To get a sense of the stakes for such precise coordination on cyber security, consider the string of incidents over the last year plus affecting organizations from the United States Post Office to Sony Pictures. Several Trend Micro executives recently chronicled this rise in targeted attacks during sessions at IBM InterConnect 2015 in Las Vegas, pointing to the need for custom “360-degree” defenses built on monitoring and discovery.
Rethinking cyber security tools and processes for today’s challenges
Right now, there is widespread perception among IT professionals that their organizations are particularly vulnerable to intrusion. A 2015 survey of 678 government and private sector IT experts discovered that three-fourths saw growing severity of cyber attacks, while 68 percent reported greater frequency of these incidents.
The most concerning details of the report, however, may be that as many or more teams relied on logical deductions (32 percent of respondents) and intuition (35 percent) than actual security intelligence (also 32 percent). Moreover, budget resources were in many instances under-allocated to critical areas such as employee awareness of security responsibilities.
Corporations as well as government agencies need to recalibrate their approaches to cyber defense and optimize them for the tough current environment. At the White House’s recent cyber security summit in Silicon Valley, President Obama noted that 100 million individuals and businesses were affected by online fraud in 2014 and that government-specific threats had increased fivefold between 2009 and 2014.
He also referred to the cyber landscape as “the wild, wild West,” raising the question of how it could be tamed. Information sharing via mechanisms such as the CTIIC is a start, although such collaboration is not sufficient for dealing with advanced persistent threats and similar issues.

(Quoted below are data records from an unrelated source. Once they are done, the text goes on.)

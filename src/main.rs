//! Main entry point for the AI Guardian CLI

#![forbid(unsafe_code)]

use clap::Parser;
use dotenvy::dotenv;
use tracing_subscriber::{layer::SubscriberExt, util::SubscriberInitExt};

mod cli;
mod core;
mod server;

use cli::commands::Commands;

/// AI Guardian - AI diagnostics gateway
#[derive(Parser, Debug)]
#[command(name = "ai-guardian", version, about, long_about = None)]
struct Args {
    /// API key for the upstream provider (defaults to AIG_API_KEY env var)
    #[arg(long)]
    api_key: Option<String>,

    /// Enable verbose logging
    #[arg(short, long)]
    verbose: bool,

    #[command(subcommand)]
    command: Option<Commands>,
}

#[tokio::main]
async fn main() -> anyhow::Result<()> {
    // Load environment variables
    dotenv().ok();

    let args = Args::parse();

    // Override config with CLI args if provided
    if let Some(api_key) = args.api_key {
        std::env::set_var("AIG_API_KEY", api_key);
    }

    // Initialize logging
    let log_level = if args.verbose {
        "debug".to_string()
    } else {
        std::env::var("RUST_LOG").unwrap_or_else(|_| "info".to_string())
    };

    tracing_subscriber::registry()
        .with(
            tracing_subscriber::EnvFilter::try_from_default_env()
                .unwrap_or_else(|_| format!("ai_guardian={}", log_level).into()),
        )
        .with(tracing_subscriber::fmt::layer())
        .init();

    // Execute command
    match args.command {
        Some(Commands::Generate {
            prompt,
            max_calls,
            state_file,
        }) => {
            cli::commands::handle_generate(prompt, max_calls, state_file).await?;
        }
        Some(Commands::Usage { state_file }) => {
            cli::commands::handle_usage(state_file).await?;
        }
        Some(Commands::Reset { state_file }) => {
            cli::commands::handle_reset(state_file).await?;
        }
        Some(Commands::Server {
            host,
            port,
            state_file,
        }) => {
            cli::commands::handle_server(host, port, state_file).await?;
        }
        None => {
            println!("Please specify a command. Use --help for more information.");
        }
    }

    Ok(())
}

“We’re not going to solve all of the really sophisticated actors or defeat all the advanced persistent threats just by increasing information sharing,” J. Michael Daniel, cyber security coordinator for the White House, told eWEEK. “But we have seen industries that have increased their information sharing – such as in the financial services industry – and that does make a meaningful difference in being able to cut out a lot of the low-level attacks and intrusions.”

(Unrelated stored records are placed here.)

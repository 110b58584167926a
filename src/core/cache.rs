//! Request cache keyed by prompt fingerprint

use serde::{Deserialize, Serialize};
use sha2::{Digest, Sha256};
use std::sync::Arc;
use tracing::{debug, warn};

use crate::core::provider::Provider;
use crate::core::store::{CacheStore, Clock};

/// What the fingerprint covers.
///
/// The original behavior keys by prompt alone, so switching credentials
/// without clearing the cache serves the previous provider's answer.
/// `PromptAndProvider` folds the detected provider into the key for
/// deployments that rotate credentials.
#[derive(Debug, Clone, Copy, PartialEq, Eq, Default, Serialize, Deserialize)]
#[serde(rename_all = "kebab-case")]
pub enum CacheScope {
    #[default]
    PromptOnly,
    PromptAndProvider,
}

/// TTL cache for dispatch results
#[derive(Debug, Clone)]
pub struct ResponseCache {
    store: Arc<dyn CacheStore>,
    clock: Arc<dyn Clock>,
    ttl_secs: u64,
    scope: CacheScope,
}

impl ResponseCache {
    pub fn new(
        store: Arc<dyn CacheStore>,
        clock: Arc<dyn Clock>,
        ttl_secs: u64,
        scope: CacheScope,
    ) -> Self {
        Self {
            store,
            clock,
            ttl_secs,
            scope,
        }
    }

    /// Cache key for a prompt under the configured scope.
    ///
    /// Same prompt text yields the same key, independent of caller and
    /// time. Under `PromptAndProvider` the credential's detected provider
    /// tag is folded in as well.
    pub fn key_for(&self, prompt: &str, credential: &str) -> String {
        let mut hasher = Sha256::new();
        hasher.update(prompt.as_bytes());
        if self.scope == CacheScope::PromptAndProvider {
            hasher.update(Provider::classify(credential).to_string().as_bytes());
        }
        format!("ai_{:x}", hasher.finalize())
    }

    /// Live cached value for `key`, if any
    pub fn lookup(&self, key: &str) -> Option<String> {
        self.store.get(key, self.clock.now())
    }

    /// Cache `value` under `key` for the standard TTL.
    ///
    /// A failed write is logged and swallowed; the dispatch still returns
    /// the freshly computed value.
    pub fn store(&self, key: &str, value: &str) {
        match self.store.set(key, value, self.ttl_secs, self.clock.now()) {
            Ok(()) => debug!("cached response under {}", key),
            Err(e) => warn!("failed to cache response: {}", e),
        }
    }
}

Building upon information sharing with technical solutions
The CTIIC will be tasked with gathering data in a single location and then subjecting it to analysis. Ideally, this process will enable early detection and remediation of potential threats such as the ones that ultimately enabled the breach of Sony Pictures.

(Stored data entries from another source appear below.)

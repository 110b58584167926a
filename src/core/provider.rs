//! Provider detection and chat-completion routing

use serde::{Deserialize, Serialize};
use std::fmt;

/// Upstream chat-completion provider, detected from the credential prefix
#[derive(Debug, Clone, Copy, PartialEq, Eq, Serialize, Deserialize)]
#[serde(rename_all = "lowercase")]
pub enum Provider {
    /// Groq (keys start with `gsk_`)
    Groq,
    /// Perplexity (keys start with `pplx-`)
    Perplexity,
    /// Hugging Face (keys start with `hf_`)
    HuggingFace,
    /// OpenAI (keys start with `sk-`)
    OpenAi,
    /// No recognized prefix
    Unknown,
}

/// Ordered prefix table; first match wins
const KEY_PREFIXES: &[(&str, Provider)] = &[
    ("gsk_", Provider::Groq),
    ("pplx-", Provider::Perplexity),
    ("hf_", Provider::HuggingFace),
    ("sk-", Provider::OpenAi),
];

impl Provider {
    /// Classify a raw credential by its prefix.
    ///
    /// Total over all strings, including the empty string.
    pub fn classify(credential: &str) -> Provider {
        for (prefix, provider) in KEY_PREFIXES {
            if credential.starts_with(prefix) {
                return *provider;
            }
        }
        Provider::Unknown
    }

    /// Route this provider to a chat endpoint.
    ///
    /// Only Groq and Perplexity have native routes; everything else falls
    /// through to `default`, matching the routing of credentials the
    /// gateway can detect but not speak to directly.
    pub fn route(self, default: Provider) -> ChatRoute {
        match self {
            Provider::Groq => ChatRoute::GROQ,
            Provider::Perplexity => ChatRoute::PERPLEXITY,
            _ => match default {
                Provider::Perplexity => ChatRoute::PERPLEXITY,
                _ => ChatRoute::GROQ,
            },
        }
    }
}

impl std::str::FromStr for Provider {
    type Err = String;

    fn from_str(s: &str) -> std::result::Result<Self, Self::Err> {
        match s.to_ascii_lowercase().as_str() {
            "groq" => Ok(Provider::Groq),
            "perplexity" => Ok(Provider::Perplexity),
            "huggingface" => Ok(Provider::HuggingFace),
            "openai" => Ok(Provider::OpenAi),
            "unknown" => Ok(Provider::Unknown),
            other => Err(format!("unknown provider: {}", other)),
        }
    }
}

impl fmt::Display for Provider {
    fn fmt(&self, f: &mut fmt::Formatter<'_>) -> fmt::Result {
        match self {
            Provider::Groq => write!(f, "groq"),
            Provider::Perplexity => write!(f, "perplexity"),
            Provider::HuggingFace => write!(f, "huggingface"),
            Provider::OpenAi => write!(f, "openai"),
            Provider::Unknown => write!(f, "unknown"),
        }
    }
}

/// Endpoint and model id for one upstream chat-completion service
#[derive(Debug, Clone, Copy, PartialEq, Eq)]
pub struct ChatRoute {
    pub endpoint: &'static str,
    pub model: &'static str,
}

impl ChatRoute {
    /// Groq free-tier chat endpoint
    pub const GROQ: ChatRoute = ChatRoute {
        endpoint: "https://api.groq.com/openai/v1/chat/completions",
        model: "llama-3.1-8b-instant",
    };

    /// Perplexity chat endpoint
    pub const PERPLEXITY: ChatRoute = ChatRoute {
        endpoint: "https://api.perplexity.ai/chat/completions",
        model: "llama-3.1-sonar-small-128k-online",
    };
}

At the same time, information sharing will need to be supplemented with additional measures, as Daniel noted in his remarks to eWEEK. Solutions for network security and deep discovery, for example, can help firms become more proactive about security. Real-time analytics, custom sandboxing and integration with email and endpoints are all cutting-edge ways for enterprise CIOs and their teams to stay on top of a multitude of possible attacks.
The formation of the CTIIC is an important moment in cyber security history, but plenty of work remains to be done. Enterprises have to maintain their traditional antivirus and firewall-based defenses while thinking ahead about better sharing practices and sophisticated technical tools.